Collected data
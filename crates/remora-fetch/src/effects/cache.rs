use std::collections::HashMap;

use bytes::Bytes;
use parking_lot::RwLock;
use url::Url;

use crate::data::Fetched;

/// In-memory map from canonical URL to fetched body.
///
/// Lives for one build. Entries are never replaced or removed: the first
/// `put` for a key wins and later ones are ignored. Requested URLs that
/// redirected are recorded as aliases of their final URL.
#[derive(Debug, Default)]
pub struct ContentCache {
    entries: RwLock<HashMap<Url, Bytes>>,
    aliases: RwLock<HashMap<Url, Url>>,
}

impl ContentCache {
    pub fn new() -> Self {
        Self::default()
    }

    /// Body stored for `url`, directly or through a redirect alias.
    pub fn get(&self, url: &Url) -> Option<Bytes> {
        let key = self.canonical(url)?;
        self.entries.read().get(&key).cloned()
    }

    /// Body plus the canonical URL it is stored under.
    ///
    /// Hits report `redirects: 0` since no request was made.
    pub fn lookup(&self, url: &Url) -> Option<Fetched> {
        let key = self.canonical(url)?;
        let body = self.entries.read().get(&key).cloned()?;
        Some(Fetched {
            url: key,
            body,
            redirects: 0,
        })
    }

    /// Store `body` under `url` unless the key already exists.
    pub fn put(&self, url: Url, body: Bytes) {
        self.entries.write().entry(url).or_insert(body);
    }

    /// Record that requesting `from` ends at `to`.
    pub fn alias(&self, from: Url, to: Url) {
        if from != to {
            self.aliases.write().entry(from).or_insert(to);
        }
    }

    /// The key `url` is cached under, if it is cached at all.
    pub fn canonical(&self, url: &Url) -> Option<Url> {
        if self.entries.read().contains_key(url) {
            return Some(url.clone());
        }
        let target = self.aliases.read().get(url).cloned()?;
        self.entries.read().contains_key(&target).then_some(target)
    }

    pub fn contains(&self, url: &Url) -> bool {
        self.canonical(url).is_some()
    }

    /// Number of bodies stored. Aliases are not counted.
    pub fn len(&self) -> usize {
        self.entries.read().len()
    }

    pub fn is_empty(&self) -> bool {
        self.entries.read().is_empty()
    }
}

#[cfg(test)]
mod tests {
    use super::*;

    fn url(s: &str) -> Url {
        Url::parse(s).unwrap()
    }

    #[test]
    fn test_get_absent() {
        let cache = ContentCache::new();
        assert!(cache.get(&url("https://x.test/a.js")).is_none());
        assert!(cache.is_empty());
    }

    #[test]
    fn test_put_is_first_writer_wins() {
        let cache = ContentCache::new();
        let key = url("https://x.test/a.js");

        cache.put(key.clone(), Bytes::from_static(b"first"));
        cache.put(key.clone(), Bytes::from_static(b"second"));

        assert_eq!(cache.get(&key), Some(Bytes::from_static(b"first")));
        assert_eq!(cache.len(), 1);
    }

    #[test]
    fn test_alias_resolves_to_final_url() {
        let cache = ContentCache::new();
        let requested = url("https://x.test/pkg");
        let resolved = url("https://x.test/pkg@1.0.0/index.js");

        cache.put(resolved.clone(), Bytes::from_static(b"body"));
        cache.alias(requested.clone(), resolved.clone());

        assert_eq!(cache.canonical(&requested), Some(resolved.clone()));
        let hit = cache.lookup(&requested).unwrap();
        assert_eq!(hit.url, resolved);
        assert_eq!(hit.body, Bytes::from_static(b"body"));
        assert_eq!(cache.len(), 1);
    }

    #[test]
    fn test_dangling_alias_is_a_miss() {
        let cache = ContentCache::new();
        cache.alias(url("https://x.test/a"), url("https://x.test/b"));
        assert!(!cache.contains(&url("https://x.test/a")));
    }

    #[test]
    fn test_self_alias_ignored() {
        let cache = ContentCache::new();
        let key = url("https://x.test/a.js");
        cache.alias(key.clone(), key.clone());
        cache.put(key.clone(), Bytes::from_static(b"a"));
        assert_eq!(cache.lookup(&key).unwrap().url, key);
    }
}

*Prompt*. Every record is to be repeated exactly as written.

*Worked solution*.
filename crates/remora-fetch/src/effects/cache.rs
use std::collections::HashMap;

use bytes::Bytes;
use parking_lot::RwLock;
use url::Url;

use crate::data::Fetched;

/// In-memory map from canonical URL to fetched body.
///
/// Lives for one build. Entries are never replaced or removed: the first
/// `put` for a key wins and later ones are ignored. Requested URLs that
/// redirected are recorded as aliases of their final URL.
#[derive(Debug, Default)]
pub struct ContentCache {
    entries: RwLock<HashMap<Url, Bytes>>,
    aliases: RwLock<HashMap<Url, Url>>,
}

impl ContentCache {
    pub fn new() -> Self {
        Self::default()
    }

    /// Body stored for `url`, directly or through a redirect alias.
    pub fn get(&self, url: &Url) -> Option<Bytes> {
        let key = self.canonical(url)?;
        self.entries.read().get(&key).cloned()
    }

    /// Body plus the canonical URL it is stored under.
    ///
    /// Hits report `redirects: 0` since no request was made.
    pub fn lookup(&self, url: &Url) -> Option<Fetched> {
        let key = self.canonical(url)?;
        let body = self.entries.read().get(&key).cloned()?;
        Some(Fetched {
            url: key,
            body,
            redirects: 0,
        })
    }

    /// Store `body` under `url` unless the key already exists.
    pub fn put(&self, url: Url, body: Bytes) {
        self.entries.write().entry(url).or_insert(body);
    }

    /// Record that requesting `from` ends at `to`.
    pub fn alias(&self, from: Url, to: Url) {
        if from != to {
            self.aliases.write().entry(from).or_insert(to);
        }
    }

    /// The key `url` is cached under, if it is cached at all.
    pub fn canonical(&self, url: &Url) -> Option<Url> {
        if self.entries.read().contains_key(url) {
            return Some(url.clone());
        }
        let target = self.aliases.read().get(url).cloned()?;
        self.entries.read().contains_key(&target).then_some(target)
    }

    pub fn contains(&self, url: &Url) -> bool {
        self.canonical(url).is_some()
    }

    /// Number of bodies stored. Aliases are not counted.
    pub fn len(&self) -> usize {
        self.entries.read().len()
    }

    pub fn is_empty(&self) -> bool {
        self.entries.read().is_empty()
    }
}

#[cfg(test)]
mod tests {
    use super::*;

    fn url(s: &str) -> Url {
        Url::parse(s).unwrap()
    }

    #[test]
    fn test_get_absent() {
        let cache = ContentCache::new();
        assert!(cache.get(&url("https://x.test/a.js")).is_none());
        assert!(cache.is_empty());
    }

    #[test]
    fn test_put_is_first_writer_wins() {
        let cache = ContentCache::new();
        let key = url("https://x.test/a.js");

        cache.put(key.clone(), Bytes::from_static(b"first"));
        cache.put(key.clone(), Bytes::from_static(b"second"));

        assert_eq!(cache.get(&key), Some(Bytes::from_static(b"first")));
        assert_eq!(cache.len(), 1);
    }

    #[test]
    fn test_alias_resolves_to_final_url() {
        let cache = ContentCache::new();
        let requested = url("https://x.test/pkg");
        let resolved = url("https://x.test/pkg@1.0.0/index.js");

        cache.put(resolved.clone(), Bytes::from_static(b"body"));
        cache.alias(requested.clone(), resolved.clone());

        assert_eq!(cache.canonical(&requested), Some(resolved.clone()));
        let hit = cache.lookup(&requested).unwrap();
        assert_eq!(hit.url, resolved);
        assert_eq!(hit.body, Bytes::from_static(b"body"));
        assert_eq!(cache.len(), 1);
    }

    #[test]
    fn test_dangling_alias_is_a_miss() {
        let cache = ContentCache::new();
        cache.alias(url("https://x.test/a"), url("https://x.test/b"));
        assert!(!cache.contains(&url("https://x.test/a")));
    }

    #[test]
    fn test_self_alias_ignored() {
        let cache = ContentCache::new();
        let key = url("https://x.test/a.js");
        cache.alias(key.clone(), key.clone());
        cache.put(key.clone(), Bytes::from_static(b"a"));
        assert_eq!(cache.lookup(&key).unwrap().url, key);
    }
}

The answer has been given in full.